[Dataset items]
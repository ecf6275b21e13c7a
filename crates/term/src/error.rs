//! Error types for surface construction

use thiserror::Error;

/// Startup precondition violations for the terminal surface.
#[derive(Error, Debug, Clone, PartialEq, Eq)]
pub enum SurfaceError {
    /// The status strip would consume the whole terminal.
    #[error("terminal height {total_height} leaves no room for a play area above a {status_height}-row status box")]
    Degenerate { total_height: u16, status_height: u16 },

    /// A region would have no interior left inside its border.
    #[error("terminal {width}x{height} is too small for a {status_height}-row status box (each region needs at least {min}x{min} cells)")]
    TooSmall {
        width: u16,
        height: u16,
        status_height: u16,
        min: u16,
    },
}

==

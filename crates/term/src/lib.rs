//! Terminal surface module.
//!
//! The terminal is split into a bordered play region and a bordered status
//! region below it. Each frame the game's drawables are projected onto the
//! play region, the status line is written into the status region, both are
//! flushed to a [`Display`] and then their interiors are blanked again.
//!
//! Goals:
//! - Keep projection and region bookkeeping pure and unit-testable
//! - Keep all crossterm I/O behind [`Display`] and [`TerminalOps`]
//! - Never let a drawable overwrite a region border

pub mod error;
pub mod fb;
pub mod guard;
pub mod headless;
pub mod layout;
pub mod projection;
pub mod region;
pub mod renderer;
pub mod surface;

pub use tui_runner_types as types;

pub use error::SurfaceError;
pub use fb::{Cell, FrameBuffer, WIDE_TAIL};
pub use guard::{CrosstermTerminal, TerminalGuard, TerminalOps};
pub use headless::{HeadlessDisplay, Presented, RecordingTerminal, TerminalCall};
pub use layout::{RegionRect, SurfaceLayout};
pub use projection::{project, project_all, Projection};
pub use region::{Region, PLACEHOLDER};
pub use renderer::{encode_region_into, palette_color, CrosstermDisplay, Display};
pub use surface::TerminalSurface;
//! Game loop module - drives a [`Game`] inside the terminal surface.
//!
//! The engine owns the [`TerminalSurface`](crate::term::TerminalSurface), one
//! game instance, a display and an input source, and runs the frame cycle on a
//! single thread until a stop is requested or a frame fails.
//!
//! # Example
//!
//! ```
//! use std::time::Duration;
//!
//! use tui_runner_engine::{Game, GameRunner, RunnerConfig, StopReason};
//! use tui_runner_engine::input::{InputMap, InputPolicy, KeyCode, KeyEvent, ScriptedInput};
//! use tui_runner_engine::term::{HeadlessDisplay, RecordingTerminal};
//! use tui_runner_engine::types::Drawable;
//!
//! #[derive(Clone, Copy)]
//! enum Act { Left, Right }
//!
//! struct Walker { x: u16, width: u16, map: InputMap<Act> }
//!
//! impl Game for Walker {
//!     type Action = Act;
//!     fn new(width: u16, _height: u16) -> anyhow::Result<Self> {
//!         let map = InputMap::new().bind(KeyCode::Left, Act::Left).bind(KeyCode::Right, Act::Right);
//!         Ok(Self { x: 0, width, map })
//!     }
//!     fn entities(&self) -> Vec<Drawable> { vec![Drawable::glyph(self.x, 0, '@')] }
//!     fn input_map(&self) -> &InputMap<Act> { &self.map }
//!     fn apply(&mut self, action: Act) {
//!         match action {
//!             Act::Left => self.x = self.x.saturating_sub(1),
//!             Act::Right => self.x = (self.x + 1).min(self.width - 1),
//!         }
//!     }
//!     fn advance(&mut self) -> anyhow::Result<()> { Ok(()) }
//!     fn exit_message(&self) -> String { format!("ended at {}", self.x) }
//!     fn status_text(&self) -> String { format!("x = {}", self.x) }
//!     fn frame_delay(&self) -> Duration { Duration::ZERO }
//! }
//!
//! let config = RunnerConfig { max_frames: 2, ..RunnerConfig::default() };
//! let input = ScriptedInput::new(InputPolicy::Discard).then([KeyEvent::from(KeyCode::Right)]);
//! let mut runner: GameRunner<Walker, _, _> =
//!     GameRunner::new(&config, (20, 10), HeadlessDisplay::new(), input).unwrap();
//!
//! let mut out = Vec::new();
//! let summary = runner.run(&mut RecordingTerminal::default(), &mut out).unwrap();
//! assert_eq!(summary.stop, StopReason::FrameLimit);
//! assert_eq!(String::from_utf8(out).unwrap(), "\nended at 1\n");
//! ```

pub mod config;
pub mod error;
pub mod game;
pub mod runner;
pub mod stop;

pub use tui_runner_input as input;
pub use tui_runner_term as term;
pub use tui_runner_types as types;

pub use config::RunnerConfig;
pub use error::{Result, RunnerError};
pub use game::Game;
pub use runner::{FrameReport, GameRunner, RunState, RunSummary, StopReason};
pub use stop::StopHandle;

• **INSTRUCTIONS FOR THE TASK**
Among the entries, how many lines contain the string "anyhow"? Give the number without anything else.

• **ANSWER BELOW**
2